The casting factory, March 2021, David Hares (c) HS2 Ltd

The first of 112,000 pre-cast, steel fibre-reinforced concrete wall segments that will line the HS2 Chiltern tunnel have been produced.

The segments rolled off a purpose-built production line at the project’s tunnelling HQ close to the M25.

The project’s first two Tunnel Boring Machines (TBMs) — named Florence and Cecilia — are due to launch in early summer. Each of the 170m long, 2,000t machines will spend more than three years underground, digging and slotting the wall segments into place to create the 10-mile long tunnels.

Robots are used to polish the pre-cast concrete sections (Image: HS2/David Hares)

Construction of the Chiltern tunnel, and nearby Colne Valley Viaduct, is being led by HS2’s main works contractor, Align JV — a joint venture made up of Bouygues Travaux Publics, Sir Robert McAlpine, and VolkerFitzpatrick.

Didier Jacques, Align’s underground construction director said: “We are using Steel Fibre Reinforced Concrete (SFRC) in the segments due to the improved ductility and durability it offers. The SFRC segments are also easier to fabricate.

Inside the casting factory (Image: HS2/David Hares)

“Once in the moulds we are using robots to polish the concrete, a task that was previously manual, to improve the quality and consistency of the final product. With seven segments in each ring, we will be producing a total of 160 rings ahead of launch of the first TBM later this year.” 

Exterior view of the casting factory at the south portal Chalfont Lane site (Image: HS2/David Hares)

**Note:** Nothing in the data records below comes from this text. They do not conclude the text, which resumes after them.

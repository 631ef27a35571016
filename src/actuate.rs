//! Actuator: turns a detection into a simulated click.
//!
//! Button resolution works outward from the strongest knowledge available:
//! platform-specific selectors scoped inside the detected banner, the same
//! selectors document-wide, then the multilingual button-text fallback.
//! The click itself is a realistic pointer sub-event sequence dispatched
//! through the host driver with short cooperative delays in between.

use async_trait::async_trait;
use chrono::{DateTime, Utc};
use schemars::JsonSchema;
use serde::{Deserialize, Serialize};
use thiserror::Error;
use tokio::time::Duration;

use crate::classify::Detection;
use crate::classify::support::{accessible_text, actionable_controls};
use crate::dom::selector::SelectorList;
use crate::dom::{DomSnapshot, NodeId};
use crate::patterns::PatternDb;
use crate::visibility::is_visible;

/// Requested action direction.
#[derive(Debug, Clone, Copy, PartialEq, Eq, Serialize, Deserialize, JsonSchema)]
#[serde(rename_all = "lowercase")]
pub enum Polarity {
    Accept,
    Deny,
}

impl Polarity {
    pub fn as_str(self) -> &'static str {
        match self {
            Polarity::Accept => "accept",
            Polarity::Deny => "deny",
        }
    }
}

impl std::fmt::Display for Polarity {
    fn fmt(&self, f: &mut std::fmt::Formatter<'_>) -> std::fmt::Result {
        f.write_str(self.as_str())
    }
}

/// What to do when a deny request finds no reject control.
///
/// The accept fallback unblocks the page at the cost of the user's privacy
/// preference. That tradeoff is deliberate and documented, so it is a
/// policy choice rather than hardwired behavior.
#[derive(Debug, Clone, Copy, PartialEq, Eq, Default, Serialize, Deserialize, JsonSchema)]
#[serde(rename_all = "snake_case")]
pub enum FallbackPolicy {
    /// Click the accept control instead of leaving the banner up.
    #[default]
    AcceptWhenRejectMissing,
    /// Report a structured failure and leave the page alone.
    Strict,
}

/// Pointer sub-events of one simulated click, in dispatch order.
#[derive(Debug, Clone, Copy, PartialEq, Eq, Serialize, Deserialize, JsonSchema)]
#[serde(rename_all = "camelCase")]
pub enum PointerStep {
    PointerDown,
    MouseDown,
    PointerUp,
    MouseUp,
    Click,
}

/// The full sub-event sequence of a simulated click.
pub const CLICK_SEQUENCE: [PointerStep; 5] = [
    PointerStep::PointerDown,
    PointerStep::MouseDown,
    PointerStep::PointerUp,
    PointerStep::MouseUp,
    PointerStep::Click,
];

/// Cooperative pause between pointer sub-events.
pub const CLICK_STEP_DELAY: Duration = Duration::from_millis(30);

#[derive(Debug, Error)]
pub enum ActuateError {
    #[error("no visible control for polarity `{polarity}`")]
    NoControl { polarity: Polarity },
    #[error("driver failure: {0}")]
    Driver(anyhow::Error),
}

/// Outcome of a successful actuation.
#[derive(Debug, Clone, Serialize, JsonSchema, PartialEq)]
#[serde(rename_all = "camelCase")]
pub struct Actuation {
    pub clicked: NodeId,
    /// The polarity that was requested, which the caller's intent is
    /// reported against even when the accept fallback was taken.
    pub polarity: Polarity,
    pub fell_back_to_accept: bool,
    pub completed_at: DateTime<Utc>,
}

/// Host boundary: the only party that touches the live page.
#[async_trait]
pub trait PageDriver: Send {
    /// Capture the current DOM as a snapshot.
    async fn capture(&mut self) -> anyhow::Result<DomSnapshot>;

    /// Dispatch one pointer sub-event at the element.
    async fn dispatch(&mut self, target: NodeId, step: PointerStep) -> anyhow::Result<()>;

    /// Domain of the page this driver is attached to.
    fn domain(&self) -> &str;
}

/// Driver that records dispatched events instead of touching a page.
/// Used by the CLI dry-run and by tests.
pub struct RecordingDriver {
    snapshot: DomSnapshot,
    domain: String,
    pub dispatched: Vec<(NodeId, PointerStep)>,
}

impl RecordingDriver {
    pub fn new(snapshot: DomSnapshot, domain: impl Into<String>) -> Self {
        Self {
            snapshot,
            domain: domain.into(),
            dispatched: Vec::new(),
        }
    }
}

#[async_trait]
impl PageDriver for RecordingDriver {
    async fn capture(&mut self) -> anyhow::Result<DomSnapshot> {
        Ok(self.snapshot.clone())
    }

    async fn dispatch(&mut self, target: NodeId, step: PointerStep) -> anyhow::Result<()> {
        self.dispatched.push((target, step));
        Ok(())
    }

    fn domain(&self) -> &str {
        &self.domain
    }
}

/// Plans and performs clicks against detected banners.
#[derive(Debug, Clone, Copy, Default)]
pub struct Actuator {
    pub fallback: FallbackPolicy,
}

impl Actuator {
    pub fn new(fallback: FallbackPolicy) -> Self {
        Self { fallback }
    }

    /// Locate the concrete control for `polarity`, without clicking.
    ///
    /// Platform selectors are tried scoped inside the banner first so a
    /// page-wide id collision cannot redirect the click, then document-wide
    /// for platforms that mount their buttons outside the banner subtree,
    /// then the text fallback over actionable controls.
    pub fn resolve_control(
        &self,
        snapshot: &DomSnapshot,
        patterns: &PatternDb,
        detection: &Detection,
        polarity: Polarity,
    ) -> Option<NodeId> {
        let selectors = match polarity {
            Polarity::Accept => &detection.accept_selectors,
            Polarity::Deny => &detection.reject_selectors,
        };

        for raw in selectors {
            let Some(list) = SelectorList::parse_lenient(raw) else {
                continue;
            };
            if let Some(hit) = snapshot
                .select_in(detection.banner, &list)
                .into_iter()
                .find(|&id| is_visible(snapshot, id))
            {
                return Some(hit);
            }
        }
        for raw in selectors {
            let Some(list) = SelectorList::parse_lenient(raw) else {
                continue;
            };
            if let Some(hit) = snapshot
                .select(&list)
                .into_iter()
                .find(|&id| is_visible(snapshot, id))
            {
                return Some(hit);
            }
        }

        // Text fallback: banner-scoped controls, or the whole document when
        // the banner holds none.
        let mut controls = actionable_controls(snapshot, detection.banner);
        if controls.is_empty() {
            controls = actionable_controls(snapshot, snapshot.root());
        }
        let fragments: Vec<&str> = match polarity {
            Polarity::Accept => patterns.button_patterns.accept_fragments().collect(),
            Polarity::Deny => patterns.button_patterns.reject_fragments().collect(),
        };
        for fragment in fragments {
            for &control in &controls {
                if accessible_text(snapshot, control)
                    .to_lowercase()
                    .contains(fragment)
                {
                    return Some(control);
                }
            }
        }
        None
    }

    /// Resolve and click the control for `polarity`.
    ///
    /// Callers clear the detection cache on success: the click is expected
    /// to mutate or remove the banner.
    pub async fn actuate<D: PageDriver>(
        &self,
        driver: &mut D,
        snapshot: &DomSnapshot,
        patterns: &PatternDb,
        detection: &Detection,
        polarity: Polarity,
    ) -> Result<Actuation, ActuateError> {
        let mut fell_back = false;
        let target = match self.resolve_control(snapshot, patterns, detection, polarity) {
            Some(target) => target,
            None if polarity == Polarity::Deny
                && self.fallback == FallbackPolicy::AcceptWhenRejectMissing =>
            {
                let accept =
                    self.resolve_control(snapshot, patterns, detection, Polarity::Accept);
                match accept {
                    Some(target) => {
                        tracing::debug!("no reject control, falling back to accept");
                        fell_back = true;
                        target
                    }
                    None => return Err(ActuateError::NoControl { polarity }),
                }
            }
            None => return Err(ActuateError::NoControl { polarity }),
        };

        click(driver, target).await?;
        Ok(Actuation {
            clicked: target,
            polarity,
            fell_back_to_accept: fell_back,
            completed_at: Utc::now(),
        })
    }
}

/// Dispatch the full pointer sequence with cooperative pauses in between.
async fn click<D: PageDriver>(driver: &mut D, target: NodeId) -> Result<(), ActuateError> {
    for (index, step) in CLICK_SEQUENCE.into_iter().enumerate() {
        if index > 0 {
            tokio::time::sleep(CLICK_STEP_DELAY).await;
        }
        driver
            .dispatch(target, step)
            .await
            .map_err(ActuateError::Driver)?;
    }
    Ok(())
}
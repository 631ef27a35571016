//! Confidence levels assigned by the classifiers.
//!
//! The values encode a strict reliability ladder: a selector hit on the
//! maintained platform database is treated as ground truth, accessibility
//! structure ranks just below it, and purely textual or structural
//! evidence is capped so it can never outrank either.

/// Selector hit on a curated platform entry; no gradation below certainty.
pub const KNOWN_CMP: f32 = 0.95;

/// Well-formed accessibility dialog with consent text and controls.
pub const ARIA: f32 = 0.85;

/// Consent content nested under a full-viewport dimming layer.
pub const BACKDROP: f32 = 0.75;

/// Consent content found inside an attached shadow tree.
pub const SHADOW_DOM: f32 = 0.7;

/// Consent content found inside a readable same-origin iframe.
pub const IFRAME: f32 = 0.65;

/// Generic CSS pattern hit; weakest single signal in the cascade.
pub const CSS_PATTERN: f32 = 0.6;

/// Keyword matcher baseline for the minimum two hits.
pub const KEYWORD_BASE: f32 = 0.7;
/// Keyword matcher increment per hit.
pub const KEYWORD_STEP: f32 = 0.05;
/// Keyword evidence alone never reaches near-certainty.
pub const KEYWORD_CAP: f32 = 0.9;

/// Structural scorer starting point before weighted contributions.
pub const GENERIC_BASE: f32 = 0.4;
/// Structural scores below this are not admitted as candidates.
pub const GENERIC_FLOOR: f32 = 0.5;
/// Structural evidence stays below the platform-database ceiling.
pub const GENERIC_CAP: f32 = 0.95;
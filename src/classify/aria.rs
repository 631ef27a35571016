//! Accessibility-role matcher.
//!
//! Consent dialogs built on ARIA roles announce themselves: a visible
//! `dialog`/`alertdialog` or landmark region whose accessible text carries
//! consent wording and which offers at least one actionable control is a
//! strong, though not database-grade, signal.

use crate::visibility::is_visible;

use super::{Classifier, ClassifierKind, Detection, DetectionContext, confidence, support};

/// Roles a consent surface plausibly announces itself under.
const CONSENT_ROLES: &[&str] = &["dialog", "alertdialog", "region", "banner", "complementary"];

pub struct AriaMatcher;

impl Classifier for AriaMatcher {
    fn kind(&self) -> ClassifierKind {
        ClassifierKind::Aria
    }

    fn classify(&self, ctx: &DetectionContext<'_>) -> Option<Detection> {
        for id in ctx.snapshot.document_order() {
            let node = ctx.snapshot.node(id);
            let Some(role) = node.attrs.role.as_deref() else {
                continue;
            };
            if !CONSENT_ROLES.contains(&role) || !is_visible(ctx.snapshot, id) {
                continue;
            }
            let text = support::accessible_text(ctx.snapshot, id);
            let hits = ctx.lexicon.hits(&text);
            if hits.is_empty() {
                continue;
            }
            if support::actionable_controls(ctx.snapshot, id).is_empty() {
                continue;
            }
            return Some(
                Detection::new(ClassifierKind::Aria, id, confidence::ARIA).with_keywords(hits),
            );
        }
        None
    }
}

HS2 Ltd’s C1 project director, Rohan Perin said: “The start of production at the tunnel wall precast plant is a major milestone as we countdown to the launch of our first TBMs later this year. By casting all 112,000 segments on site we can significantly reduce the number of HGVs on local roads and reduce the amount of disruption for local residents.

“Once complete, the 10-mile-long tunnels under the Chilterns will also significantly reduce the impact of the project on the local environment, with material from tunnels used to create new species rich chalk grassland.”